//! Error taxonomy for the reserve interest-accrual core (spec §7).
//!
//! The teacher expresses its errors as `&'static [u8]` messages consumed by
//! an in-VM `require!` abort. This core has no VM to abort inside — a
//! failed action must return control to the caller's own transaction
//! boundary — so the same fixed set of error *names* is carried over as a
//! `thiserror`-derived enum instead.

/// Every failure the core can surface. Each variant is fatal to the
/// in-flight action: on `Err`, the reserve is left unchanged.
#[derive(Debug, Clone, Copy, PartialEq, Eq, thiserror::Error)]
#[cfg_attr(feature = "serde", derive(serde::Serialize, serde::Deserialize))]
pub enum CoreError {
    /// `init` called on a reserve whose `aTokenAddress` is already set.
    #[error("reserve already initialized")]
    AlreadyInitialized,

    /// `RateParameters::new` received `optimal_usage_ratio > RAY`.
    #[error("optimal usage ratio exceeds one ray")]
    InvalidOptimalUsageRatio,

    /// `RateParameters::new` received `optimal_stable_to_total_debt_ratio > RAY`.
    #[error("optimal stable-to-total-debt ratio exceeds one ray")]
    InvalidOptimalStableToTotalDebtRatio,

    /// Narrowing a 256-bit intermediate (or a `u64` timestamp) to its
    /// target width would lose information.
    #[error("fixed-point value overflowed its target width")]
    Overflow,

    /// `rayDiv`/`wadDiv`/`percentMul`-family division by zero, or
    /// `cumulateToLiquidityIndex` called with zero total liquidity.
    #[error("division by zero")]
    DivisionByZero,

    /// `now < lastUpdateTimestamp`: logical time must never move backwards.
    #[error("logical time went backwards")]
    TimeWentBackwards,

    /// `_accrueToTreasury` computed a negative accrual — an upstream
    /// bookkeeping invariant (debt/supply never decreasing across a tick
    /// without going through `updateState`) was violated.
    #[error("treasury accrual invariant violated")]
    InvariantViolation,
}

/// Convenience alias used throughout the core crates.
pub type CoreResult<T> = Result<T, CoreError>;
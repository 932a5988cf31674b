use common_constants::RAY;
use common_errors::CoreError;
use common_structs::{RateParameters, ReserveConfiguration};

#[test]
fn reserve_configuration_default_is_active_and_zero_factor() {
    let cfg = ReserveConfiguration::default();
    assert!(cfg.is_active());
    assert!(!cfg.is_frozen());
    assert!(!cfg.is_paused());
    assert_eq!(cfg.reserve_factor_bps(), 0);
}

#[test]
fn reserve_configuration_round_trips_reserve_factor() {
    let mut cfg = ReserveConfiguration::new(2_500).unwrap();
    assert_eq!(cfg.reserve_factor_bps(), 2_500);
    cfg.set_reserve_factor_bps(500).unwrap();
    assert_eq!(cfg.reserve_factor_bps(), 500);
}

#[test]
fn reserve_configuration_rejects_out_of_range_reserve_factor() {
    assert_eq!(ReserveConfiguration::new(10_001), Err(CoreError::Overflow));
}

#[test]
fn reserve_configuration_flags_are_independent() {
    let mut cfg = ReserveConfiguration::default();
    cfg.set_frozen(true);
    cfg.set_borrowing_enabled(true);
    assert!(cfg.is_active());
    assert!(cfg.is_frozen());
    assert!(cfg.is_borrowing_enabled());
    assert!(!cfg.is_stable_borrowing_enabled());
    assert!(!cfg.is_paused());
}

#[test]
fn reserve_configuration_raw_round_trip() {
    let mut cfg = ReserveConfiguration::new(1_234).unwrap();
    cfg.set_paused(true);
    let raw = cfg.raw();
    let restored = ReserveConfiguration::from_raw(raw);
    assert_eq!(restored, cfg);
}

#[test]
fn rate_parameters_rejects_optimal_usage_ratio_above_ray() {
    let err = RateParameters::new(RAY + 1, 0, 0, 0, 0, 0, 0, 0, 0).unwrap_err();
    assert_eq!(err, CoreError::InvalidOptimalUsageRatio);
}

#[test]
fn rate_parameters_rejects_optimal_stable_ratio_above_ray() {
    let err = RateParameters::new(0, RAY + 1, 0, 0, 0, 0, 0, 0, 0).unwrap_err();
    assert_eq!(err, CoreError::InvalidOptimalStableToTotalDebtRatio);
}

#[test]
fn rate_parameters_derives_max_excess_ratios() {
    let params = RateParameters::new(RAY * 8 / 10, RAY / 2, 0, 0, 0, 0, 0, 0, 0).unwrap();
    assert_eq!(params.max_excess_usage_ratio, RAY * 2 / 10);
    assert_eq!(params.max_excess_stable_to_total_debt_ratio, RAY / 2);
}
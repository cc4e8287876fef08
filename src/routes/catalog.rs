//! Public catalog routes

use axum::{routing::get, Router};

use crate::handlers::catalog;
use crate::state::AppState;

pub fn catalog_routes() -> Router<AppState> {
    Router::new()
        .route("/api/items", get(catalog::list_items))
        .route("/api/items/:id", get(catalog::get_item))
        .route("/api/items/:id/reviews", get(catalog::list_item_reviews))
        .route("/api/categories", get(catalog::list_categories))
        .route("/api/categories/:id", get(catalog::get_category))
}
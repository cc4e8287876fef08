//! Stock accounting for rentable items.
//!
//! The item row is the single source of truth for `available_stock`.
//! Every mutation keeps `0 <= available_stock <= stock`.

use async_trait::async_trait;
use uuid::Uuid;

use crate::error::ServiceError;

#[async_trait]
pub trait InventoryLedger: Send + Sync {
    /// Take one unit. Fails with `StockInsufficient` at zero, `NotFound`
    /// for an unknown item.
    async fn reserve(&self, item_id: Uuid) -> Result<(), ServiceError>;

    /// Return one unit, never exceeding total stock.
    async fn release(&self, item_id: Uuid) -> Result<(), ServiceError>;

    /// Advisory read; a later `reserve` may still fail.
    async fn check_availability(&self, item_id: Uuid) -> Result<bool, ServiceError>;
}

/// In-process stock counter with the same rules as the SQL ledger.
#[derive(Debug, Clone, Copy, PartialEq, Eq)]
pub struct StockLevel {
    pub stock: i32,
    pub available: i32,
}

impl StockLevel {
    pub fn new(stock: i32, available: i32) -> Self {
        Self { stock, available }
    }

    pub fn try_reserve(&mut self) -> bool {
        if self.available > 0 {
            self.available -= 1;
            true
        } else {
            false
        }
    }

    pub fn release(&mut self) {
        self.available = (self.available + 1).min(self.stock);
    }

    /// Move total stock, shifting availability by the same delta.
    pub fn restock(&mut self, stock: i32) {
        let stock = stock.max(0);
        let delta = stock - self.stock;
        self.stock = stock;
        self.available = (self.available + delta).clamp(0, stock);
    }
}
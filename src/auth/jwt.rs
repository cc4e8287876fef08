//! JWT access token generation and validation

use chrono::{Duration, Utc};
use jsonwebtoken::{
    decode, encode, errors::ErrorKind, DecodingKey, EncodingKey, Header, Validation,
};
use serde::{Deserialize, Serialize};
use thiserror::Error;
use uuid::Uuid;

use crate::models::{User, UserRole};

/// JWT-related errors
#[derive(Error, Debug)]
pub enum JwtError {
    #[error("Token encoding failed: {0}")]
    EncodingFailed(String),

    #[error("Token decoding failed: {0}")]
    DecodingFailed(String),

    #[error("Token expired")]
    TokenExpired,

    #[error("Invalid token: {0}")]
    InvalidToken(String),
}

/// JWT claims for access tokens
#[derive(Debug, Serialize, Deserialize, Clone)]
pub struct Claims {
    /// Subject (user ID)
    pub sub: String,
    pub email: String,
    /// User role
    pub role: String,
    /// JWT ID
    pub jti: String,
    /// Issued at (Unix timestamp)
    pub iat: i64,
    /// Expiration (Unix timestamp)
    pub exp: i64,
}

impl Claims {
    pub fn user_id(&self) -> Result<Uuid, JwtError> {
        Uuid::parse_str(&self.sub).map_err(|e| JwtError::InvalidToken(e.to_string()))
    }

    pub fn role(&self) -> Result<UserRole, JwtError> {
        UserRole::parse(&self.role)
            .ok_or_else(|| JwtError::InvalidToken(format!("unknown role '{}'", self.role)))
    }
}

/// Generate an access token for a user
///
/// # Arguments
/// * `user` - The authenticated user
/// * `secret` - JWT signing secret
/// * `ttl_seconds` - Token time-to-live in seconds
pub fn generate_access_token(
    user: &User,
    secret: &str,
    ttl_seconds: i64,
) -> Result<String, JwtError> {
    let now = Utc::now();
    let exp = now + Duration::seconds(ttl_seconds);

    let claims = Claims {
        sub: user.id.to_string(),
        email: user.email.clone(),
        role: user.role.as_str().to_string(),
        jti: Uuid::new_v4().to_string(),
        iat: now.timestamp(),
        exp: exp.timestamp(),
    };

    encode(
        &Header::default(),
        &claims,
        &EncodingKey::from_secret(secret.as_bytes()),
    )
    .map_err(|e| JwtError::EncodingFailed(e.to_string()))
}

/// Verify and decode a JWT token
pub fn verify_token(token: &str, secret: &str) -> Result<Claims, JwtError> {
    let mut validation = Validation::default();
    validation.validate_exp = true;

    let token_data = decode::<Claims>(
        token,
        &DecodingKey::from_secret(secret.as_bytes()),
        &validation,
    )
    .map_err(|e| match e.kind() {
        ErrorKind::ExpiredSignature => JwtError::TokenExpired,
        _ => JwtError::DecodingFailed(e.to_string()),
    })?;

    Ok(token_data.claims)
}
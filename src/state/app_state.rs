//! Application state shared across handlers

use std::sync::Arc;

use axum::extract::FromRef;

use crate::auth::AuthService;
use crate::booking::BookingService;
use crate::inventory::CatalogService;
use crate::moderation::ModerationService;
use crate::notify::Notifier;
use crate::payment::{PaymentGateway, PaymentService};
use crate::store::SharedStore;
use crate::users::UserService;

/// Shared application state
#[derive(Clone)]
pub struct AppState {
    pub store: SharedStore,
    pub auth_service: Arc<AuthService>,
    pub user_service: Arc<UserService>,
    pub catalog_service: Arc<CatalogService>,
    pub booking_service: Arc<BookingService>,
    pub payment_service: Arc<PaymentService>,
    pub moderation_service: Arc<ModerationService>,
}

impl AppState {
    /// Wire every service over one store, gateway and notifier.
    pub fn new(
        store: SharedStore,
        gateway: Arc<dyn PaymentGateway>,
        notifier: Notifier,
        jwt_secret: String,
        access_token_ttl_seconds: i64,
    ) -> Self {
        let booking_service = Arc::new(BookingService::new(store.clone(), notifier.clone()));
        Self::with_bookings(
            store,
            gateway,
            notifier,
            jwt_secret,
            access_token_ttl_seconds,
            booking_service,
        )
    }

    /// Same as [`AppState::new`] with a preconfigured booking service.
    pub fn with_bookings(
        store: SharedStore,
        gateway: Arc<dyn PaymentGateway>,
        notifier: Notifier,
        jwt_secret: String,
        access_token_ttl_seconds: i64,
        booking_service: Arc<BookingService>,
    ) -> Self {
        let auth_service = Arc::new(AuthService::new(
            store.clone(),
            notifier.clone(),
            jwt_secret,
            access_token_ttl_seconds,
        ));
        let payment_service = Arc::new(PaymentService::new(
            store.clone(),
            gateway,
            booking_service.clone(),
            notifier,
        ));

        Self {
            auth_service,
            user_service: Arc::new(UserService::new(store.clone())),
            catalog_service: Arc::new(CatalogService::new(store.clone())),
            booking_service,
            payment_service,
            moderation_service: Arc::new(ModerationService::new(store.clone())),
            store,
        }
    }
}

impl FromRef<AppState> for Arc<AuthService> {
    fn from_ref(app_state: &AppState) -> Self {
        app_state.auth_service.clone()
    }
}

impl FromRef<AppState> for Arc<BookingService> {
    fn from_ref(app_state: &AppState) -> Self {
        app_state.booking_service.clone()
    }
}

impl FromRef<AppState> for Arc<PaymentService> {
    fn from_ref(app_state: &AppState) -> Self {
        app_state.payment_service.clone()
    }
}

----------

__WHAT IS NEEDED__:
Write down exactly the span of lines above from the one containing "app_state.auth_service.clone()" to the one containing "impl FromRef<AppState> for Arc<PaymentService>", both ends included.

__FINISHED TASK__:
        app_state.auth_service.clone()
    }
}

impl FromRef<AppState> for Arc<BookingService> {
    fn from_ref(app_state: &AppState) -> Self {
        app_state.booking_service.clone()
    }
}

impl FromRef<AppState> for Arc<PaymentService> {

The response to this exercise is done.